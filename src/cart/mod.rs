//! Cart store: a mirror of the server-side cart

mod types;

use log::{debug, info};
use rust_decimal::Decimal;

use crate::auth::SessionStore;
use crate::error::{Error, Result};
use crate::fetch::{endpoint, Fetch};
use crate::state::Shared;

pub use types::*;

/// Mirrors the signed-in user's cart.
///
/// The server owns quantities and totals. Every mutation is followed by a
/// full refetch, so the local copy is exact right after each call returns
/// and is never patched locally.
#[derive(Clone)]
pub struct CartStore {
    session: SessionStore,
    cart: Shared<Option<Cart>>,
}

impl CartStore {
    pub fn new(session: SessionStore) -> Self {
        Self {
            session,
            cart: Shared::new(None),
        }
    }

    /// Replace the local cart with the server's
    pub async fn refresh(&self) -> Result<Cart> {
        let url = endpoint(self.session.base_url(), &["cart"])?;
        let request = Fetch::get(self.session.client(), &url);

        let cart: Cart = self.guard(self.session.execute_authorized(request).await)?;
        debug!(
            "cart refreshed: {} lines, total {}",
            cart.items.len(),
            cart.total_amount
        );
        self.cart.write(|local| *local = Some(cart.clone()));
        Ok(cart)
    }

    /// Add `quantity` units of a product, then refetch.
    ///
    /// Without a session nothing is sent and [`Error::NotAuthenticated`] is
    /// returned.
    pub async fn add(&self, product_id: &str, quantity: u32) -> Result<Cart> {
        if !self.session.is_authenticated() {
            return Err(Error::NotAuthenticated);
        }
        if quantity == 0 {
            return Err(Error::invalid_input("Quantity must be at least 1"));
        }

        let url = endpoint(self.session.base_url(), &["cart", "add"])?;
        let request = Fetch::post(self.session.client(), &url)
            .query("product_id", product_id)
            .query("quantity", quantity);

        let response: AddToCartResponse =
            self.guard(self.session.execute_authorized(request).await)?;
        info!("{} (product {product_id} x{quantity})", response.message);

        self.refresh().await
    }

    /// Remove a product's line, then refetch
    pub async fn remove(&self, product_id: &str) -> Result<Cart> {
        if !self.session.is_authenticated() {
            return Err(Error::NotAuthenticated);
        }

        let url = endpoint(self.session.base_url(), &["cart", "remove", product_id])?;
        let request = Fetch::delete(self.session.client(), &url);

        let _: serde_json::Value = self.guard(self.session.execute_authorized(request).await)?;
        info!("removed product {product_id} from cart");

        self.refresh().await
    }

    /// Drop the mirrored cart without contacting the server
    pub fn clear_local(&self) {
        self.cart.write(|local| *local = None);
    }

    /// The cart as of the last refetch
    pub fn cart(&self) -> Option<Cart> {
        self.cart.read(|local| local.clone())
    }

    /// Server total as of the last refetch, zero when no cart is loaded
    pub fn total(&self) -> Decimal {
        self.cart
            .read(|local| local.as_ref().map_or(Decimal::ZERO, |cart| cart.total_amount))
    }

    pub fn item_count(&self) -> u32 {
        self.cart
            .read(|local| local.as_ref().map_or(0, Cart::item_count))
    }

    pub fn session(&self) -> &SessionStore {
        &self.session
    }

    /// A rejected token means the cart no longer belongs to anyone here
    fn guard<T>(&self, result: Result<T>) -> Result<T> {
        if let Err(err) = &result {
            if err.is_auth_failure() {
                self.clear_local();
            }
        }
        result
    }
}

#[cfg(test)]
mod tests {
    use super::*;
    use crate::auth::MemoryTokenStore;
    use reqwest::Client;
    use serde_json::json;
    use std::sync::Arc;
    use wiremock::matchers::{header, method, path, query_param};
    use wiremock::{Mock, MockServer, ResponseTemplate};

    async fn signed_in_store(server: &MockServer) -> CartStore {
        Mock::given(method("GET"))
            .and(path("/api/auth/me"))
            .respond_with(ResponseTemplate::new(200).set_body_json(json!({
                "id": "user-1",
                "email": "jane@example.com",
                "first_name": "Jane",
                "last_name": "Doe"
            })))
            .mount(server)
            .await;

        let session = SessionStore::new(
            &server.uri(),
            Client::new(),
            Arc::new(MemoryTokenStore::with_token("tok")),
        );
        session.restore().await.unwrap();
        CartStore::new(session)
    }

    #[tokio::test]
    async fn add_then_refetches() {
        let server = MockServer::start().await;
        let store = signed_in_store(&server).await;

        Mock::given(method("POST"))
            .and(path("/api/cart/add"))
            .and(query_param("product_id", "p1"))
            .and(query_param("quantity", "2"))
            .and(header("Authorization", "Bearer tok"))
            .respond_with(ResponseTemplate::new(200).set_body_json(json!({
                "message": "Item added to cart",
                "total_items": 1
            })))
            .expect(1)
            .mount(&server)
            .await;
        Mock::given(method("GET"))
            .and(path("/api/cart"))
            .and(header("Authorization", "Bearer tok"))
            .respond_with(ResponseTemplate::new(200).set_body_json(json!({
                "items": [{"product_id": "p1", "quantity": 2, "price": 10}],
                "total_amount": 20
            })))
            .expect(1)
            .mount(&server)
            .await;

        let cart = store.add("p1", 2).await.unwrap();
        assert_eq!(cart.items.len(), 1);
        assert_eq!(store.total(), Decimal::from(20));
        assert_eq!(store.item_count(), 2);
    }

    #[tokio::test]
    async fn add_without_session_sends_nothing() {
        let server = MockServer::start().await;
        Mock::given(method("POST"))
            .and(path("/api/cart/add"))
            .respond_with(ResponseTemplate::new(200))
            .expect(0)
            .mount(&server)
            .await;

        let session = SessionStore::new(
            &server.uri(),
            Client::new(),
            Arc::new(MemoryTokenStore::new()),
        );
        let store = CartStore::new(session);

        assert!(matches!(
            store.add("p1", 1).await,
            Err(Error::NotAuthenticated)
        ));
    }

    #[tokio::test]
    async fn zero_quantity_is_rejected_locally() {
        let server = MockServer::start().await;
        let store = signed_in_store(&server).await;
        Mock::given(method("POST"))
            .and(path("/api/cart/add"))
            .respond_with(ResponseTemplate::new(200))
            .expect(0)
            .mount(&server)
            .await;

        assert!(matches!(
            store.add("p1", 0).await,
            Err(Error::InvalidInput(_))
        ));
    }

    #[tokio::test]
    async fn remove_then_refetches() {
        let server = MockServer::start().await;
        let store = signed_in_store(&server).await;

        Mock::given(method("DELETE"))
            .and(path("/api/cart/remove/p1"))
            .respond_with(
                ResponseTemplate::new(200)
                    .set_body_json(json!({"message": "Item removed from cart"})),
            )
            .expect(1)
            .mount(&server)
            .await;
        Mock::given(method("GET"))
            .and(path("/api/cart"))
            .respond_with(ResponseTemplate::new(200).set_body_json(json!({
                "items": [],
                "total_amount": 0.0
            })))
            .mount(&server)
            .await;

        let cart = store.remove("p1").await.unwrap();
        assert!(cart.is_empty());
        assert_eq!(store.total(), Decimal::ZERO);
    }

    #[tokio::test]
    async fn expired_token_downgrades_and_clears_cart() {
        let server = MockServer::start().await;
        let store = signed_in_store(&server).await;

        Mock::given(method("GET"))
            .and(path("/api/cart"))
            .respond_with(
                ResponseTemplate::new(401).set_body_json(json!({"detail": "Invalid token"})),
            )
            .mount(&server)
            .await;

        let err = store.refresh().await.unwrap_err();
        assert!(matches!(err, Error::Unauthorized(_)));
        assert!(!store.session().is_authenticated());
        assert!(store.cart().is_none());
    }
}
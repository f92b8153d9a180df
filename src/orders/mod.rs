//! Checkout and order history

mod types;

use log::info;

use crate::auth::SessionStore;
use crate::cart::Cart;
use crate::error::{Error, Result};
use crate::fetch::{endpoint, Fetch};

pub use types::*;

/// Client for the authenticated order endpoints
#[derive(Clone)]
pub struct OrdersClient {
    session: SessionStore,
}

impl OrdersClient {
    pub fn new(session: SessionStore) -> Self {
        Self { session }
    }

    /// Place an order. The server empties the cart on success.
    pub async fn create(&self, request: &OrderRequest) -> Result<Order> {
        if request.items.is_empty() {
            return Err(Error::invalid_input("Your cart is empty"));
        }
        let missing = request.shipping_address.missing_fields();
        if !missing.is_empty() {
            return Err(Error::invalid_input(format!(
                "Missing shipping details: {}",
                missing.join(", ")
            )));
        }
        if request.payment_method.trim().is_empty() {
            return Err(Error::invalid_input("Choose a payment method"));
        }

        let url = endpoint(self.session.base_url(), &["orders"])?;
        let request = Fetch::post(self.session.client(), &url).json(request)?;

        let order: Order = self.session.execute_authorized(request).await?;
        info!("placed order {} for {}", order.id, order.total_amount);
        Ok(order)
    }

    /// Place an order for everything in `cart`
    pub async fn checkout(
        &self,
        cart: &Cart,
        shipping_address: ShippingAddress,
        payment_method: &str,
    ) -> Result<Order> {
        let request = OrderRequest {
            items: cart.items.clone(),
            shipping_address,
            payment_method: payment_method.to_string(),
        };
        self.create(&request).await
    }

    /// The signed-in user's orders
    pub async fn list(&self) -> Result<Vec<Order>> {
        let url = endpoint(self.session.base_url(), &["orders"])?;
        self.session
            .execute_authorized(Fetch::get(self.session.client(), &url))
            .await
    }

    pub async fn get(&self, order_id: &str) -> Result<Order> {
        let url = endpoint(self.session.base_url(), &["orders", order_id])?;
        self.session
            .execute_authorized(Fetch::get(self.session.client(), &url))
            .await
    }
}

#[cfg(test)]
mod tests {
    use super::*;
    use crate::auth::MemoryTokenStore;
    use crate::cart::CartItem;
    use reqwest::Client;
    use rust_decimal::Decimal;
    use serde_json::json;
    use std::sync::Arc;
    use wiremock::matchers::{body_partial_json, header, method, path};
    use wiremock::{Mock, MockServer, ResponseTemplate};

    fn address() -> ShippingAddress {
        ShippingAddress {
            full_name: "Jane Doe".into(),
            street: "1 Main St".into(),
            city: "Springfield".into(),
            state: None,
            postal_code: "12345".into(),
            country: "US".into(),
        }
    }

    fn order_json() -> serde_json::Value {
        json!({
            "id": "o1",
            "user_id": "user-1",
            "items": [{"product_id": "p1", "quantity": 2, "price": 10}],
            "total_amount": 20,
            "status": "pending",
            "shipping_address": {"full_name": "Jane Doe", "city": "Springfield"},
            "payment_method": "card",
            "created_at": "2024-05-01T10:00:00"
        })
    }

    async fn signed_in(server: &MockServer) -> OrdersClient {
        Mock::given(method("GET"))
            .and(path("/api/auth/me"))
            .respond_with(ResponseTemplate::new(200).set_body_json(json!({
                "id": "user-1",
                "email": "jane@example.com",
                "first_name": "Jane",
                "last_name": "Doe"
            })))
            .mount(server)
            .await;
        let session = SessionStore::new(
            &server.uri(),
            Client::new(),
            Arc::new(MemoryTokenStore::with_token("tok")),
        );
        session.restore().await.unwrap();
        OrdersClient::new(session)
    }

    #[tokio::test]
    async fn checkout_posts_cart_items() {
        let server = MockServer::start().await;
        let orders = signed_in(&server).await;

        Mock::given(method("POST"))
            .and(path("/api/orders"))
            .and(header("Authorization", "Bearer tok"))
            .and(body_partial_json(json!({
                "shipping_address": {"city": "Springfield"},
                "payment_method": "card"
            })))
            .respond_with(ResponseTemplate::new(200).set_body_json(order_json()))
            .expect(1)
            .mount(&server)
            .await;

        let cart = Cart {
            items: vec![CartItem {
                product_id: "p1".into(),
                quantity: 2,
                price: Decimal::from(10),
            }],
            total_amount: Decimal::from(20),
            ..Default::default()
        };

        let order = orders.checkout(&cart, address(), "card").await.unwrap();
        assert_eq!(order.status, OrderStatus::Pending);
        assert_eq!(order.total_amount, Decimal::from(20));
    }

    #[tokio::test]
    async fn incomplete_address_is_rejected_locally() {
        let server = MockServer::start().await;
        let orders = signed_in(&server).await;
        Mock::given(method("POST"))
            .and(path("/api/orders"))
            .respond_with(ResponseTemplate::new(200))
            .expect(0)
            .mount(&server)
            .await;

        let cart = Cart {
            items: vec![CartItem {
                product_id: "p1".into(),
                quantity: 1,
                price: Decimal::from(10),
            }],
            ..Default::default()
        };
        let mut incomplete = address();
        incomplete.city.clear();

        match orders.checkout(&cart, incomplete, "card").await {
            Err(Error::InvalidInput(message)) => assert!(message.contains("city")),
            other => panic!("unexpected result: {other:?}"),
        }
    }

    #[tokio::test]
    async fn list_and_get() {
        let server = MockServer::start().await;
        let orders = signed_in(&server).await;

        Mock::given(method("GET"))
            .and(path("/api/orders"))
            .respond_with(ResponseTemplate::new(200).set_body_json(json!([order_json()])))
            .mount(&server)
            .await;
        Mock::given(method("GET"))
            .and(path("/api/orders/missing"))
            .respond_with(
                ResponseTemplate::new(404).set_body_json(json!({"detail": "Order not found"})),
            )
            .mount(&server)
            .await;

        let listed = orders.list().await.unwrap();
        assert_eq!(listed.len(), 1);
        assert_eq!(listed[0].id, "o1");

        assert!(matches!(
            orders.get("missing").await,
            Err(Error::NotFound(_))
        ));
    }

    #[test]
    fn unknown_status_is_tolerated() {
        let status: OrderStatus = serde_json::from_value(json!("refunded")).unwrap();
        assert_eq!(status, OrderStatus::Unknown);
        assert_eq!(OrderStatus::Shipped.to_string(), "shipped");
    }
}
//! Error types for the noisy TSP genetic algorithm.

use thiserror::Error;

/// Result alias used throughout the crate.
pub type GaResult<T> = Result<T, GaError>;

/// Everything that can go wrong while loading an instance, configuring a run
/// or exporting results.
///
/// A run itself is a pure computation: once the instance and configuration
/// have been validated, the only failures left are programming defects.
#[derive(Debug, Error)]
pub enum GaError {
    /// The distance matrix or tour size cannot describe a TSP instance.
    #[error("invalid instance: {reason}")]
    InvalidInstance { reason: String },

    /// A probability, pressure or size is outside its valid range.
    #[error("configuration error: {reason}")]
    Configuration { reason: String },

    /// A gene refers to a city outside the distance matrix.
    #[error("gene {gene} is out of range for a tour of size {tour_size}")]
    GeneOutOfRange { gene: usize, tour_size: usize },

    /// A genome is not a permutation of `0..len`.
    #[error("genome of length {len} is not a permutation")]
    InvalidPermutation { len: usize },

    /// Selection was asked to compare an individual with no cached fitness.
    #[error("individual {index} has not been evaluated")]
    UnevaluatedIndividual { index: usize },

    /// The Gaussian noise distribution could not be built.
    #[error("noise model error: {0}")]
    Noise(String),

    #[error("I/O error: {0}")]
    Io(#[from] std::io::Error),

    #[error("JSON error: {0}")]
    Json(#[from] serde_json::Error),

    #[error("CSV error: {0}")]
    Csv(#[from] csv::Error),
}

impl GaError {
    pub fn invalid_instance(reason: impl Into<String>) -> Self {
        GaError::InvalidInstance { reason: reason.into() }
    }

    pub fn configuration(reason: impl Into<String>) -> Self {
        GaError::Configuration { reason: reason.into() }
    }
}

#[cfg(test)]
mod tests {
    use super::*;

    #[test]
    fn test_error_messages() {
        let err = GaError::invalid_instance("matrix is not square");
        assert_eq!(err.to_string(), "invalid instance: matrix is not square");

        let err = GaError::configuration("crossover_prob must lie in [0, 1]");
        assert!(err.to_string().starts_with("configuration error"));

        let err = GaError::UnevaluatedIndividual { index: 3 };
        assert_eq!(err.to_string(), "individual 3 has not been evaluated");
    }
}
//! Selection-time fitness noise.
//!
//! The noise model perturbs the fitness values a selection operator sees,
//! never the cached fitness of an individual. Each call draws fresh samples,
//! so two selections in the same generation observe independent noise.
//!
//! Perturbed fitness = true fitness + N(0, sigma), with
//! `sigma = sqrt(noise_factor) * std(population fitness)`. A population whose
//! fitness values are all equal uses a standard deviation of 1 instead of 0.

use crate::error::{GaError, GaResult};
use crate::individual::{fitness_values, Individual};
use rand::distributions::Distribution;
use rand::Rng;
use statrs::distribution::Normal;
use statrs::statistics::Statistics;

/// A fitness value as seen by one selection call.
#[derive(Debug, Clone, Copy, PartialEq)]
pub struct NoisyObservation {
    /// Position of the individual in the population being selected from
    pub index: usize,
    /// True fitness plus the sampled noise
    pub fitness: f64,
}

/// Gaussian noise scaled by the population's fitness spread
#[derive(Debug, Clone, Copy, PartialEq)]
pub struct NoiseModel {
    noise_factor: f64,
}

impl Default for NoiseModel {
    fn default() -> Self {
        NoiseModel::noiseless()
    }
}

impl NoiseModel {
    pub fn new(noise_factor: f64) -> GaResult<Self> {
        if !noise_factor.is_finite() || noise_factor < 0.0 {
            return Err(GaError::configuration(format!(
                "noise_factor must be a finite value >= 0, got {}",
                noise_factor
            )));
        }
        Ok(NoiseModel { noise_factor })
    }

    pub fn noiseless() -> Self {
        NoiseModel { noise_factor: 0.0 }
    }

    pub fn noise_factor(&self) -> f64 {
        self.noise_factor
    }

    /// Whether selection has to draw noise at all.
    pub fn is_active(&self) -> bool {
        self.noise_factor > 0.0
    }

    /// Standard deviation of the noise for a population with these fitness values.
    pub fn sigma(&self, fitnesses: &[f64]) -> f64 {
        let mut std = fitnesses.iter().population_std_dev();
        if std == 0.0 || std.is_nan() {
            log::trace!("Degenerate fitness spread, using a nominal standard deviation of 1");
            std = 1.0;
        }
        self.noise_factor.sqrt() * std
    }

    /// Perturb every value independently. With a zero noise factor the values
    /// are returned unchanged and no randomness is consumed.
    pub fn perturb<R: Rng + ?Sized>(&self, fitnesses: &[f64], rng: &mut R) -> GaResult<Vec<f64>> {
        if !self.is_active() {
            return Ok(fitnesses.to_vec());
        }

        let sigma = self.sigma(fitnesses);
        let normal = Normal::new(0.0, sigma).map_err(|e| GaError::Noise(e.to_string()))?;

        Ok(fitnesses
            .iter()
            .map(|&fitness| fitness + normal.sample(rng))
            .collect())
    }

    /// Observe the whole population once, keyed by population index.
    pub fn observe<R: Rng + ?Sized>(
        &self,
        population: &[Individual],
        rng: &mut R,
    ) -> GaResult<Vec<NoisyObservation>> {
        let fitnesses = fitness_values(population)?;
        let observed = self.perturb(&fitnesses, rng)?;

        Ok(observed
            .into_iter()
            .enumerate()
            .map(|(index, fitness)| NoisyObservation { index, fitness })
            .collect())
    }
}

#[cfg(test)]
mod tests {
    use super::*;
    use rand::SeedableRng;
    use rand_chacha::ChaCha8Rng;

    #[test]
    fn test_rejects_negative_factor() {
        assert!(NoiseModel::new(-1.0).is_err());
        assert!(NoiseModel::new(f64::NAN).is_err());
        assert!(NoiseModel::new(0.0).is_ok());
        assert!(NoiseModel::new(4.0).is_ok());
    }

    #[test]
    fn test_noiseless_returns_true_values_without_randomness() {
        let model = NoiseModel::noiseless();
        let values = [10.0, 12.5, 7.25];

        let mut rng = ChaCha8Rng::seed_from_u64(11);
        let mut untouched = ChaCha8Rng::seed_from_u64(11);

        let observed = model.perturb(&values, &mut rng).unwrap();
        assert_eq!(observed, values.to_vec());
        assert_eq!(rng.gen::<u64>(), untouched.gen::<u64>());
    }

    #[test]
    fn test_sigma_scales_with_factor() {
        // population std of [1, 3] is 1
        let values = [1.0, 3.0];
        assert!((NoiseModel::new(1.0).unwrap().sigma(&values) - 1.0).abs() < 1e-12);
        assert!((NoiseModel::new(4.0).unwrap().sigma(&values) - 2.0).abs() < 1e-12);
    }

    #[test]
    fn test_degenerate_population_uses_unit_std() {
        let model = NoiseModel::new(4.0).unwrap();
        assert!((model.sigma(&[5.0, 5.0, 5.0]) - 2.0).abs() < 1e-12);

        let mut rng = ChaCha8Rng::seed_from_u64(5);
        let observed = model.perturb(&[5.0, 5.0, 5.0], &mut rng).unwrap();
        assert!(observed.iter().any(|&v| v != 5.0));
    }

    #[test]
    fn test_noise_statistics() {
        let model = NoiseModel::new(2.0).unwrap();
        // population std of [0, 10] is 5, so sigma = 5 * sqrt(2)
        let base = [0.0, 10.0];
        let sigma = 5.0 * 2.0_f64.sqrt();
        let mut rng = ChaCha8Rng::seed_from_u64(99);

        let mut residuals = Vec::new();
        for _ in 0..20_000 {
            let observed = model.perturb(&base, &mut rng).unwrap();
            residuals.push(observed[0] - base[0]);
            residuals.push(observed[1] - base[1]);
        }

        let mean = residuals.iter().mean();
        let std = residuals.iter().population_std_dev();
        assert!(mean.abs() < 0.15, "mean {mean}");
        assert!((std - sigma).abs() < 0.15, "std {std} vs {sigma}");
    }

    #[test]
    fn test_observe_keeps_individual_fitness() {
        let mut population = vec![
            Individual::new(vec![0, 1, 2]),
            Individual::new(vec![2, 1, 0]),
        ];
        let instance = crate::instance::TspInstance::new(
            "tri",
            vec![
                vec![0.0, 1.0, 4.0],
                vec![2.0, 0.0, 1.0],
                vec![1.0, 3.0, 0.0],
            ],
            3.0,
        )
        .unwrap();
        for ind in population.iter_mut() {
            ind.evaluate(&instance).unwrap();
        }

        let model = NoiseModel::new(1.0).unwrap();
        let mut rng = ChaCha8Rng::seed_from_u64(1);
        let observations = model.observe(&population, &mut rng).unwrap();

        assert_eq!(observations.len(), 2);
        assert_eq!(observations[0].index, 0);
        assert_eq!(observations[1].index, 1);
        assert_eq!(population[0].fitness(), Some(3.0));
        assert_eq!(population[1].fitness(), Some(9.0));
    }
}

════

> **Task description**:
Within the data above, pick out all lines holding the word "user".

> **The answer**:
/// Mirrors the signed-in user's cart.
                "id": "user-1",
    /// The signed-in user's orders
            "user_id": "user-1",
                "id": "user-1",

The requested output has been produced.